## EXERCISE BRIEF
For the entries below, repeat exactly each line starting with the one that contains "pub const CONTENT_CLASS: &str" and going on through the one that contains "was built from.", and no others.

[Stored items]
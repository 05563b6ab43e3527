use crate::surface::{Size, Surface};

/// Uniform scale that makes `content` fit inside `viewport` minus `padding`
/// on each axis. Never above 1, always positive.
pub fn fit_scale(content: Size, viewport: Size, padding: f32) -> f32 {
    // A viewport no larger than the padding still leaves one unit to fill
    let w = (viewport.width - padding).max(1.0);
    let h = (viewport.height - padding).max(1.0);
    if content.height > h || content.width > w {
        let scale_h = h / content.height;
        let scale_w = w / content.width;
        // Most constrained dimension wins
        scale_h.min(scale_w)
    } else {
        1.0
    }
}

/// Re-fit slide `index` to the surface's viewport. Returns the applied scale,
/// or `None` when the slide does not exist.
pub fn fit_to_screen(surface: &mut dyn Surface, index: usize, padding: f32) -> Option<f32> {
    // Measure at natural size, never through a previous shrink
    surface.set_scale(index, 1.0);
    let content = surface.measure(index)?;
    let scale = fit_scale(content, surface.viewport(), padding);
    surface.set_scale(index, scale);
    tracing::debug!(index, width = content.width, height = content.height, scale, "fit slide");
    Some(scale)
}

#[cfg(test)]
mod tests {
    use super::*;
    use crate::slide::Slide;
    use crate::surface::MemorySurface;
    use proptest::prelude::*;

    const VIEW: Size = Size::new(1060.0, 760.0);

    #[test]
    fn fitting_content_keeps_natural_size() {
        assert_eq!(fit_scale(Size::new(1000.0, 700.0), VIEW, 60.0), 1.0);
        assert_eq!(fit_scale(Size::new(10.0, 10.0), VIEW, 60.0), 1.0);
    }

    #[test]
    fn tallest_axis_constrains() {
        // h: 700 / 1400 = 0.5, w: 1000 / 500 = 2
        assert_eq!(fit_scale(Size::new(500.0, 1400.0), VIEW, 60.0), 0.5);
    }

    #[test]
    fn widest_axis_constrains() {
        assert_eq!(fit_scale(Size::new(4000.0, 100.0), VIEW, 60.0), 0.25);
    }

    #[test]
    fn viewport_smaller_than_padding_stays_positive() {
        let content = Size::new(100.0, 50.0);
        for view in [Size::new(60.0, 60.0), Size::new(10.0, 40.0), Size::new(0.0, 0.0)] {
            let scale = fit_scale(content, view, 60.0);
            assert!(scale > 0.0 && scale <= 1.0, "{view:?} -> {scale}");
        }
        assert_eq!(fit_scale(content, Size::new(0.0, 0.0), 60.0), 0.01);
    }

    #[test]
    fn missing_slide_is_a_no_op() {
        let mut surface = MemorySurface::default();
        assert_eq!(fit_to_screen(&mut surface, 0, 60.0), None);
    }

    #[test]
    fn refit_starts_from_natural_size() {
        let mut surface = MemorySurface::new(VIEW);
        surface.append_slide(&Slide::new(0, "<p>x</p>"));
        surface.set_natural_size(0, Size::new(2000.0, 100.0));
        assert_eq!(fit_to_screen(&mut surface, 0, 60.0), Some(0.5));
        // a bigger window lets the same content grow back to 1, not beyond
        surface.set_viewport(Size::new(4000.0, 4000.0));
        assert_eq!(fit_to_screen(&mut surface, 0, 60.0), Some(1.0));
        assert_eq!(surface.scale(0), Some(1.0));
    }

    proptest! {
        #[test]
        fn never_grows_and_is_idempotent(
            w in 1.0f32..5000.0,
            h in 1.0f32..5000.0,
            vw in 200.0f32..4000.0,
            vh in 200.0f32..4000.0,
        ) {
            let content = Size::new(w, h);
            let view = Size::new(vw, vh);
            let scale = fit_scale(content, view, 60.0);
            if w <= vw - 60.0 && h <= vh - 60.0 {
                prop_assert_eq!(scale, 1.0);
            } else {
                prop_assert!(scale < 1.0);
                prop_assert_eq!(scale, ((vh - 60.0) / h).min((vw - 60.0) / w));
                prop_assert!(w * scale <= vw - 60.0 + 1e-2);
                prop_assert!(h * scale <= vh - 60.0 + 1e-2);
            }
            prop_assert_eq!(fit_scale(content, view, 60.0), scale);
        }
    }
}
use crate::markup::{Element, parse_fragment};
use crate::state::Visibility;
use crate::typography::apply_motion_typography;

pub const CONTENT_CLASS: &str = "slide-content";

/// One presentable unit of the deck.
#[derive(Debug, Clone)]
pub struct Slide {
    index: usize,
    markup: String,
    content: Element,
    glyphs: usize,
    pub visibility: Visibility,
}

impl Slide {
    /// Build a slide from one converted fragment. The fragment is wrapped in
    /// a `div.slide-content` that the scaler measures and scales.
    pub fn new(index: usize, markup: &str) -> Self {
        let mut content = parse_fragment(markup, Element::new("div").with_class(CONTENT_CLASS));
        let glyphs = apply_motion_typography(&mut content);
        Self {
            index,
            markup: markup.to_string(),
            content,
            glyphs,
            visibility: Visibility::Hidden,
        }
    }

    pub fn index(&self) -> usize {
        self.index
    }

    /// The converter fragment this slide was built from.
    pub fn markup(&self) -> &str {
        &self.markup
    }

    pub fn content(&self) -> &Element {
        &self.content
    }

    /// Number of animated characters.
    pub fn glyphs(&self) -> usize {
        self.glyphs
    }
}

## SOLUTION FOR THIS EXERCISE
pub const CONTENT_CLASS: &str = "slide-content";

/// One presentable unit of the deck.
#[derive(Debug, Clone)]
pub struct Slide {
    index: usize,
    markup: String,
    content: Element,
    glyphs: usize,
    pub visibility: Visibility,
}

impl Slide {
    /// Build a slide from one converted fragment. The fragment is wrapped in
    /// a `div.slide-content` that the scaler measures and scales.
    pub fn new(index: usize, markup: &str) -> Self {
        let mut content = parse_fragment(markup, Element::new("div").with_class(CONTENT_CLASS));
        let glyphs = apply_motion_typography(&mut content);
        Self {
            index,
            markup: markup.to_string(),
            content,
            glyphs,
            visibility: Visibility::Hidden,
        }
    }

    pub fn index(&self) -> usize {
        self.index
    }

    /// The converter fragment this slide was built from.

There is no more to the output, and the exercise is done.